EL-RFHC: Optimized ensemble learners using RFHC for intrusion attacks classification

P Kuppusamy, Dev Kapadia, Edaboina Godha Manvitha, Sami Dhahbi, Celestine Iwendi, M. Ijaz Khan, Sachi Nandan Mohanty and Nidhal Ben Khedher
Ain Shams Engineering Journal, Vol.15(7), 102807
07/2024

Abstract

High correlation, IDS, SMOTE, Attention mechanism, Ensemble learning, LSTM, RFHC
The extensive growth of mobile technology leads to magnifying the usage of digital gadgets around the world. This requires a fast-interconnecting communication medium to transfer the data between the devices. Meanwhile, the intruders attempt to make huge traffic in the network that leads to loss of data. To identify the intrusion attacks, ensemble Machine Learning (ML) classifiers are applied using the various feature variables importance. However, most of the transmitting data contains high dimensions with numerous variables leads to more execution time to classify the attacks. This study initiated the novel approach fusion of the Random Forest classifier and High Correlation (RFHC) feature selection approach to diminish the quantity of the variables. Also, the count of intrusion attacks class is lower than the normal class leads to generating an imbalanced dataset. Hence, Synthetic Minority Over-Sampling Technique (SMOTE) is suggested to create a balanced dataset for multi-class classification, and Un-upsampled data for binary-class classification respectively. The pre-processed dataset fed into the ensemble machine learners, and attention mechanism-based LSTM to classify as various intrusion attacks and normal data.
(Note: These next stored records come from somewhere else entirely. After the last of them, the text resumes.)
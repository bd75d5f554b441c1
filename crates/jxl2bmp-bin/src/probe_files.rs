/*
 * Copyright (c) 2023.
 *
 * This software is free software;
 *
 * You can redistribute it or modify it under terms of the MIT, Apache License or Zlib license
 */

use std::path::{Path, PathBuf};

use clap::ArgMatches;
use jxl2bmp_bmp::{probe_bmp, BmpHeader};
use jxl2bmp_core::options::DecodeOptions;
use jxl2bmp_jxl::probe_with_options;
use log::{error, warn};
use serde::Serialize;

use crate::cmd_parsers::global_options::CmdOptions;
use crate::errors::ConvertErrors;
use crate::file_io::{collect_inputs, read_file};
use crate::serde::{BmpMetadata, Metadata};

/// Probe input files, extract metadata, and print to standard output.
pub fn probe_input_files(args: &ArgMatches, cmd_opts: &CmdOptions) -> Result<(), ConvertErrors> {
    let inputs = args
        .get_many::<PathBuf>("in")
        .map(|inputs| inputs.cloned().collect::<Vec<PathBuf>>())
        .unwrap_or_default();

    let files = collect_inputs(&inputs, cmd_opts.recursive)?;
    let mut buf = Vec::with_capacity(1 << 20);
    let mut failures = 0;

    for file in &files {
        let result = read_file(file, &mut buf).and_then(|()| probe_file(file, &buf));

        if let Err(err) = result {
            if !cmd_opts.keep_going {
                return Err(err);
            }
            error!("{:?}", err);
            failures += 1;
        }
    }
    if failures > 0 {
        return Err(ConvertErrors::Generic(format!(
            "Could not probe {failures} of {} files",
            files.len()
        )));
    }
    Ok(())
}

fn probe_file(file: &Path, data: &[u8]) -> Result<(), ConvertErrors> {
    let size = data.len() as u64;

    if probe_bmp(data) {
        let header = BmpHeader::parse(data)
            .ok_or_else(|| ConvertErrors::Generic(format!("Truncated BMP header in {file:?}")))?;

        return print_json(&BmpMetadata::new(file, size, header));
    }
    // set to high to remove restrictions.
    // We'll just be reading headers so it doesn't matter
    let options = DecodeOptions::default()
        .set_max_width(usize::MAX)
        .set_max_height(usize::MAX);

    let info = probe_with_options(data, options)
        .map_err(|e| ConvertErrors::DecodeErrors(file.to_path_buf(), e))?;

    print_json(&Metadata::new(file, size, &info))
}

fn print_json<T: Serialize>(value: &T) -> Result<(), ConvertErrors> {
    match serde_json::to_string_pretty(value) {
        Ok(json) => {
            println!("{json}");
            Ok(())
        }
        Err(err) => {
            warn!("Could not serialize metadata: {}", err);
            Err(ConvertErrors::Generic(err.to_string()))
        }
    }
}
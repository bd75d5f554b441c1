/*
 * Copyright (c) 2023.
 *
 * This software is free software;
 *
 * You can redistribute it or modify it under terms of the MIT, Apache License or Zlib license
 */

use clap::parser::ValueSource;
use clap::ArgMatches;
use jxl2bmp_bmp::ImageSizeField;
use jxl2bmp_core::options::DecodeOptions;
use log::{info, Level};

use crate::cmd_args::IImageSizeField;

const DEFAULT_MAX_DIMENSION: usize = 1 << 14;

#[derive(Debug, Copy, Clone)]
pub struct CmdOptions {
    pub max_width:        usize,
    pub max_height:       usize,
    pub threads:          Option<usize>,
    pub jobs:             usize,
    pub image_size_field: ImageSizeField,
    pub recursive:        bool,
    pub keep_names:       bool,
    pub keep_going:       bool,
    pub write_icc:        bool,
    pub override_files:   bool
}

impl CmdOptions {
    pub fn new() -> CmdOptions {
        CmdOptions {
            max_width:        DEFAULT_MAX_DIMENSION,
            max_height:       DEFAULT_MAX_DIMENSION,
            threads:          None,
            jobs:             1,
            image_size_field: ImageSizeField::PixelCount,
            recursive:        false,
            keep_names:       false,
            keep_going:       false,
            write_icc:        false,
            override_files:   false
        }
    }

    /// Options every decode session is created with
    pub fn decode_options(&self) -> DecodeOptions {
        let options = DecodeOptions::default()
            .set_max_width(self.max_width)
            .set_max_height(self.max_height);

        match self.threads {
            Some(threads) => options.set_max_threads(threads),
            None => options
        }
    }
}

pub fn parse_options(options: &ArgMatches) -> CmdOptions {
    let mut cmd_options = CmdOptions::new();

    if let Some(width) = options.get_one::<usize>("max-width") {
        cmd_options.max_width = *width;
    }
    if let Some(height) = options.get_one::<usize>("max-height") {
        cmd_options.max_height = *height;
    }
    if let Some(threads) = options.get_one::<usize>("threads") {
        info!("Limiting decoder threads to {}", threads);
        cmd_options.threads = Some(*threads);
    }
    if let Some(jobs) = options.get_one::<usize>("jobs") {
        cmd_options.jobs = (*jobs).max(1);
    }
    if let Some(field) = options.get_one::<IImageSizeField>("image-size-field") {
        cmd_options.image_size_field = field.to_image_size_field();
    }

    if options.value_source("all-yes") == Some(ValueSource::CommandLine) {
        info!("Setting all commands to yes");
        cmd_options.override_files = true;
    }
    cmd_options.recursive = options.get_flag("recursive");
    cmd_options.keep_names = options.get_flag("keep-names");
    cmd_options.keep_going = options.get_flag("keep-going");
    cmd_options.write_icc = options.get_flag("icc");

    cmd_options
}

/// Set up logging options
pub fn setup_logger(options: &ArgMatches) {
    let log_level = if options.get_flag("debug") {
        Level::Debug
    } else if options.get_flag("trace") {
        Level::Trace
    } else if options.get_flag("warn") {
        Level::Warn
    } else if options.get_flag("info") {
        Level::Info
    } else {
        Level::Warn
    };

    if let Err(err) = simple_logger::init_with_level(log_level) {
        eprintln!("Could not initialize logger: {err}");
        return;
    }

    info!("Initialized logger");
    info!("Log level :{}", log_level);
}

#[cfg(test)]
mod tests {
    use jxl2bmp_bmp::ImageSizeField;

    use crate::cmd_args::create_cmd_args;
    use crate::cmd_parsers::global_options::parse_options;

    #[test]
    fn flags_reach_the_options() {
        let matches = create_cmd_args()
            .try_get_matches_from([
                "jxl2bmp",
                "-i",
                "in",
                "-o",
                "out",
                "-y",
                "--keep-going",
                "--icc",
                "--threads",
                "3",
                "--jobs",
                "0",
                "--max-width",
                "64",
                "--image-size-field",
                "padded-bytes"
            ])
            .unwrap();
        let options = parse_options(&matches);

        assert!(options.override_files);
        assert!(options.keep_going);
        assert!(options.write_icc);
        assert!(!options.keep_names);
        assert!(!options.recursive);
        assert_eq!(options.jobs, 1);
        assert_eq!(options.threads, Some(3));
        assert_eq!(options.image_size_field, ImageSizeField::PaddedBytes);

        let decode = options.decode_options();
        assert_eq!(decode.max_width(), 64);
        assert_eq!(decode.max_height(), 1 << 14);
        assert_eq!(decode.max_threads(), Some(3));
    }
}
This research work focused on reducing the CICIDS2017 dataset?s variable dimensions from 71 to 34 using RFHC. The performance results showed that RF classifier performed better with accuracy of 99.4 %, precision 99.4 %, average recall 99.2 % and average F1-score 99.6 % in binary-class classification, and Extreme Gradient Boosting (XGBoost) achieved better accuracy of 99.7 %, precision 98.7 %, average recall 99.5 % and average F1-score 99.2 % in multi-class classification.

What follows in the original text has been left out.